Mo2TiC2 MXene是二维过渡金属碳化物家族中的一员，由于其独特的层状结构、可调的表面化学性质和优异的物理化学性质，已成为一种非常有前途的材料。本文对Mo2TiC2 MXene进行了详细的分析，重点介绍了Mo2TiC2 MXene的合成策略，包括传统的基于氢氟酸的合成方法和无害环境的无氟合成方法。讨论了表面改性和化学功能化方法，以突出这些处理如何提高稳定性、分散性和特定应用性能。结构，机械和热电特性进行严格评估，以建立理解材料在不同条件下的行为的基础。综述进一步探讨了其在能量存储（超级电容器，锂离子和钠离子电池），能量转换（光催化析氢和HER/ORR电催化）以及环境修复方面的广泛应用。
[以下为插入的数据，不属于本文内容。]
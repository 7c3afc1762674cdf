//! `TaskGraph`: a mapping from `graph_id` to a DAG of sibling-dependency
//! edges, plus a flat `task_id -> TaskNode` index shared across all sub-graphs.
//!
//! Parent/child relationships span graphs via `sub_graph_id`; edges only ever
//! connect nodes within a single graph (invariant 2 of the specification).

use crate::error::{Result, TaskGraphError};
use crate::id::{GraphId, TaskId};
use crate::node::{NodeType, TaskNode, TaskStatus, TaskType};
use dashmap::DashMap;
use parking_lot::RwLock;
use serde::{Deserialize, Serialize};
use std::collections::{HashSet, VecDeque};
use std::sync::atomic::{AtomicU64, Ordering};

/// A single named sub-graph: the set of sibling nodes planned together by one
/// parent, and the dependency edges among them.
#[derive(Debug, Default, Clone, Serialize, Deserialize)]
struct SubGraph {
    is_root: bool,
    nodes: Vec<TaskId>,
    /// `from -> {to, to, ...}`: `from` must complete before each `to`.
    edges: std::collections::HashMap<TaskId, HashSet<TaskId>>,
}

/// A byte-serializable snapshot of an entire [`TaskGraph`], used by
/// checkpoint collaborators to round-trip state across process restarts
/// (§6: "Serialization format is implementation-defined but MUST round-trip
/// every field under §3").
#[derive(Debug, Clone, Serialize, Deserialize)]
pub struct GraphSnapshot {
    graphs: std::collections::HashMap<GraphId, SubGraph>,
    nodes: std::collections::HashMap<TaskId, TaskNode>,
    root_graph_id: Option<GraphId>,
    version: u64,
}

/// Shared, concurrently-mutable store of every graph and node in one
/// execution. Not `Clone`; share it across tasks behind an `Arc`.
pub struct TaskGraph {
    graphs: DashMap<GraphId, SubGraph>,
    index: DashMap<TaskId, TaskNode>,
    root_graph_id: RwLock<Option<GraphId>>,
    /// Bumped on every structural mutation; consulted by the scheduler's
    /// readiness cache (SPEC_FULL.md §4.4).
    version: AtomicU64,
}

impl Default for TaskGraph {
    fn default() -> Self {
        Self::new()
    }
}

impl TaskGraph {
    pub fn new() -> Self {
        TaskGraph {
            graphs: DashMap::new(),
            index: DashMap::new(),
            root_graph_id: RwLock::new(None),
            version: AtomicU64::new(0),
        }
    }

    pub fn version(&self) -> u64 {
        self.version.load(Ordering::Acquire)
    }

    fn bump_version(&self) {
        self.version.fetch_add(1, Ordering::AcqRel);
    }

    /// Register a new (initially empty) sub-graph.
    pub fn add_graph(&self, graph_id: GraphId, is_root: bool) -> Result<()> {
        if is_root {
            let mut root = self.root_graph_id.write();
            if let Some(existing) = root.as_ref() {
                if existing != &graph_id {
                    return Err(TaskGraphError::DuplicateRoot(
                        graph_id.to_string(),
                        existing.to_string(),
                    ));
                }
            } else {
                *root = Some(graph_id.clone());
            }
        }
        self.graphs.entry(graph_id).or_insert_with(|| SubGraph {
            is_root,
            nodes: Vec::new(),
            edges: Default::default(),
        });
        self.bump_version();
        Ok(())
    }

    /// Convenience: create the root graph and its synthetic root node,
    /// already in `READY` per §4.3 ("Initial status is PENDING (or READY for
    /// the synthetic root)").
    pub fn init_root(&self, root_goal: impl Into<String>) -> Result<TaskId> {
        let graph_id = GraphId::root();
        self.add_graph(graph_id.clone(), true)?;
        let task_id = TaskId::root();
        let mut node = TaskNode::new(
            task_id.clone(),
            root_goal,
            TaskType::Think,
            NodeType::Plan,
            0,
            None,
        );
        node.status = TaskStatus::Ready;
        self.add_node(&graph_id, node)?;
        Ok(task_id)
    }

    pub fn add_node(&self, graph_id: &GraphId, node: TaskNode) -> Result<()> {
        if self.index.contains_key(&node.task_id) {
            return Err(TaskGraphError::DuplicateTask(
                node.task_id.to_string(),
                graph_id.to_string(),
            ));
        }
        let mut graph = self
            .graphs
            .get_mut(graph_id)
            .ok_or_else(|| TaskGraphError::UnknownGraph(graph_id.to_string()))?;
        graph.nodes.push(node.task_id.clone());
        let task_id = node.task_id.clone();
        drop(graph);
        self.index.insert(task_id, node);
        self.bump_version();
        Ok(())
    }

    /// Add a sibling-dependency edge `from -> to` within `graph_id`. Rejects
    /// (leaving the graph unchanged) if the edge would create a cycle.
    pub fn add_edge(&self, graph_id: &GraphId, from: &TaskId, to: &TaskId) -> Result<()> {
        {
            let graph = self
                .graphs
                .get(graph_id)
                .ok_or_else(|| TaskGraphError::UnknownGraph(graph_id.to_string()))?;
            if !graph.nodes.contains(from) {
                return Err(TaskGraphError::UnknownTask(from.to_string()));
            }
            if !graph.nodes.contains(to) {
                return Err(TaskGraphError::UnknownTask(to.to_string()));
            }
            if self.reachable(&graph, to, from) {
                return Err(TaskGraphError::Cycle {
                    graph_id: graph_id.to_string(),
                    from: from.to_string(),
                    to: to.to_string(),
                });
            }
        }
        let mut graph = self.graphs.get_mut(graph_id).unwrap();
        graph.edges.entry(from.clone()).or_default().insert(to.clone());
        drop(graph);
        self.bump_version();
        Ok(())
    }

    /// BFS reachability check used by `add_edge`'s cycle guard: is `to`
    /// reachable from `from` via existing edges?
    fn reachable(&self, graph: &SubGraph, from: &TaskId, to: &TaskId) -> bool {
        if from == to {
            return true;
        }
        let mut seen = HashSet::new();
        let mut queue = VecDeque::new();
        queue.push_back(from.clone());
        seen.insert(from.clone());
        while let Some(cur) = queue.pop_front() {
            if let Some(next) = graph.edges.get(&cur) {
                for n in next {
                    if n == to {
                        return true;
                    }
                    if seen.insert(n.clone()) {
                        queue.push_back(n.clone());
                    }
                }
            }
        }
        false
    }

    pub fn get_node(&self, task_id: &TaskId) -> Option<TaskNode> {
        self.index.get(task_id).map(|r| r.clone())
    }

    /// Mutate a node in place. Used only by
    /// [`crate::state_machine::StateTransitionManager`]; everything else
    /// should go through it rather than mutating nodes directly.
    pub fn with_node_mut<F, R>(&self, task_id: &TaskId, f: F) -> Option<R>
    where
        F: FnOnce(&mut TaskNode) -> R,
    {
        let result = self.index.get_mut(task_id).map(|mut r| f(&mut r));
        if result.is_some() {
            self.bump_version();
        }
        result
    }

    pub fn get_nodes_in_graph(&self, graph_id: &GraphId) -> Result<Vec<TaskNode>> {
        let graph = self
            .graphs
            .get(graph_id)
            .ok_or_else(|| TaskGraphError::UnknownGraph(graph_id.to_string()))?;
        Ok(graph
            .nodes
            .iter()
            .filter_map(|id| self.index.get(id).map(|r| r.clone()))
            .collect())
    }

    /// Predecessors of `task_id` within `graph_id`: nodes with an edge into it.
    pub fn predecessors(&self, graph_id: &GraphId, task_id: &TaskId) -> Result<Vec<TaskId>> {
        let graph = self
            .graphs
            .get(graph_id)
            .ok_or_else(|| TaskGraphError::UnknownGraph(graph_id.to_string()))?;
        Ok(graph
            .edges
            .iter()
            .filter_map(|(from, tos)| tos.contains(task_id).then(|| from.clone()))
            .collect())
    }

    /// The graph id that contains `task_id`, if any ("container graph" in the
    /// glossary) — found by scanning sub-graphs for the node id.
    pub fn container_graph(&self, task_id: &TaskId) -> Option<GraphId> {
        for entry in self.graphs.iter() {
            if entry.value().nodes.contains(task_id) {
                return Some(entry.key().clone());
            }
        }
        None
    }

    pub fn root_graph_id(&self) -> Option<GraphId> {
        self.root_graph_id.read().clone()
    }

    pub fn all_node_ids(&self) -> Vec<TaskId> {
        self.index.iter().map(|r| r.key().clone()).collect()
    }

    pub fn graph_exists(&self, graph_id: &GraphId) -> bool {
        self.graphs.contains_key(graph_id)
    }

    /// Remove `graph_id` and, recursively, every sub-graph owned by a node
    /// that lived in it (cascading delete for discarded plans, e.g. replan).
    pub fn remove_graph_and_descendants(&self, graph_id: &GraphId) {
        let node_ids = match self.graphs.get(graph_id) {
            Some(g) => g.nodes.clone(),
            None => return,
        };
        let mut child_graphs = Vec::new();
        for id in &node_ids {
            if let Some(node) = self.index.get(id) {
                if let Some(sub) = &node.sub_graph_id {
                    child_graphs.push(sub.clone());
                }
            }
            self.index.remove(id);
        }
        self.graphs.remove(graph_id);
        for child in child_graphs {
            self.remove_graph_and_descendants(&child);
        }
        self.bump_version();
    }

    /// Kahn's-algorithm topological order of every node across every graph;
    /// isolated nodes (no edges at all) are appended in `(layer, created)`
    /// order, matching the scheduler's tie-break (§4.4).
    pub fn topological_order(&self) -> Vec<TaskId> {
        let mut in_degree: std::collections::HashMap<TaskId, usize> = Default::default();
        let mut adjacency: std::collections::HashMap<TaskId, Vec<TaskId>> = Default::default();
        let all = self.all_node_ids();
        for id in &all {
            in_degree.entry(id.clone()).or_insert(0);
        }
        for graph in self.graphs.iter() {
            for (from, tos) in graph.edges.iter() {
                for to in tos {
                    *in_degree.entry(to.clone()).or_insert(0) += 1;
                    adjacency.entry(from.clone()).or_default().push(to.clone());
                }
            }
        }
        let mut queue: VecDeque<TaskId> = in_degree
            .iter()
            .filter(|(_, deg)| **deg == 0)
            .map(|(id, _)| id.clone())
            .collect();
        let mut sorted_queue: Vec<_> = queue.drain(..).collect();
        sorted_queue.sort_by_key(|id| self.sort_key(id));
        let mut queue: VecDeque<TaskId> = sorted_queue.into();

        let mut order = Vec::with_capacity(all.len());
        while let Some(id) = queue.pop_front() {
            order.push(id.clone());
            if let Some(next) = adjacency.get(&id) {
                let mut freed = Vec::new();
                for n in next {
                    let deg = in_degree.get_mut(n).unwrap();
                    *deg -= 1;
                    if *deg == 0 {
                        freed.push(n.clone());
                    }
                }
                freed.sort_by_key(|id| self.sort_key(id));
                for f in freed {
                    queue.push_back(f);
                }
            }
        }
        order
    }

    fn sort_key(&self, id: &TaskId) -> (usize, chrono::DateTime<chrono::Utc>) {
        self.index
            .get(id)
            .map(|n| (n.layer, n.timestamp_created))
            .unwrap_or((usize::MAX, chrono::Utc::now()))
    }

    /// Snapshot the entire graph for checkpointing.
    pub fn export(&self) -> GraphSnapshot {
        GraphSnapshot {
            graphs: self
                .graphs
                .iter()
                .map(|r| (r.key().clone(), r.value().clone()))
                .collect(),
            nodes: self
                .index
                .iter()
                .map(|r| (r.key().clone(), r.value().clone()))
                .collect(),
            root_graph_id: self.root_graph_id.read().clone(),
            version: self.version(),
        }
    }

    /// Rebuild a `TaskGraph` from a snapshot produced by [`Self::export`].
    pub fn import(snapshot: GraphSnapshot) -> Self {
        let graphs = DashMap::new();
        for (id, sub) in snapshot.graphs {
            graphs.insert(id, sub);
        }
        let index = DashMap::new();
        for (id, node) in snapshot.nodes {
            index.insert(id, node);
        }
        TaskGraph {
            graphs,
            index,
            root_graph_id: RwLock::new(snapshot.root_graph_id),
            version: AtomicU64::new(snapshot.version),
        }
    }
}

#[cfg(test)]
mod tests {
    use super::*;

    fn mk_node(id: &str, layer: usize, parent: Option<&str>) -> TaskNode {
        TaskNode::new(
            TaskId::new(id),
            "goal",
            TaskType::Think,
            NodeType::Execute,
            layer,
            parent.map(TaskId::new),
        )
    }

    #[test]
    fn rejects_cyclic_edges_and_leaves_graph_unchanged() {
        let g = TaskGraph::new();
        let gid = GraphId::new("g1");
        g.add_graph(gid.clone(), false).unwrap();
        g.add_node(&gid, mk_node("a", 1, None)).unwrap();
        g.add_node(&gid, mk_node("b", 1, None)).unwrap();
        g.add_edge(&gid, &TaskId::new("a"), &TaskId::new("b")).unwrap();

        let err = g
            .add_edge(&gid, &TaskId::new("b"), &TaskId::new("a"))
            .unwrap_err();
        assert!(matches!(err, TaskGraphError::Cycle { .. }));
        assert_eq!(g.predecessors(&gid, &TaskId::new("a")).unwrap(), vec![]);
    }

    #[test]
    fn remove_graph_and_descendants_cascades() {
        let g = TaskGraph::new();
        let root = GraphId::root();
        g.add_graph(root.clone(), true).unwrap();
        let mut parent = mk_node("root", 0, None);
        let child_graph = GraphId::for_node(&TaskId::new("root"));
        parent.sub_graph_id = Some(child_graph.clone());
        g.add_node(&root, parent).unwrap();
        g.add_graph(child_graph.clone(), false).unwrap();
        g.add_node(&child_graph, mk_node("root.0", 1, Some("root")))
            .unwrap();

        g.remove_graph_and_descendants(&child_graph);
        assert!(!g.graph_exists(&child_graph));
        assert!(g.get_node(&TaskId::new("root.0")).is_none());
        assert!(g.get_node(&TaskId::new("root")).is_some());
    }

    #[test]
    fn topological_order_respects_layer_and_creation_tiebreak() {
        let g = TaskGraph::new();
        let gid = GraphId::new("g1");
        g.add_graph(gid.clone(), false).unwrap();
        g.add_node(&gid, mk_node("a", 0, None)).unwrap();
        g.add_node(&gid, mk_node("b", 1, None)).unwrap();
        g.add_node(&gid, mk_node("c", 1, None)).unwrap();
        g.add_edge(&gid, &TaskId::new("a"), &TaskId::new("b")).unwrap();

        let order = g.topological_order();
        let pos = |id: &str| order.iter().position(|t| t.as_str() == id).unwrap();
        assert!(pos("a") < pos("b"));
        assert!(pos("a") < pos("c"));
    }
}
在储氢、生物质转化、传感技术、非线性光子学和光催化方面的新兴应用也得到了解决。基于DFT计算的最新理论见解被纳入到电子结构、表面反应性和相互作用机制的原子水平理解中。尽管取得了可喜的进展，但诸如大规模合成、结构稳定性以及在生物医学和光热应用方面的有限探索等挑战仍然存在。展望了未来的研究方向，包括与其他功能材料的杂交、先进的计算筛选和可扩展的绿色合成方法。通过巩固目前的进展和确定关键的知识差距，本综述可以作为及时和全面的资源，旨在加速mo2tic2mxene在能源、环境和新兴技术领域的下一代应用的研究。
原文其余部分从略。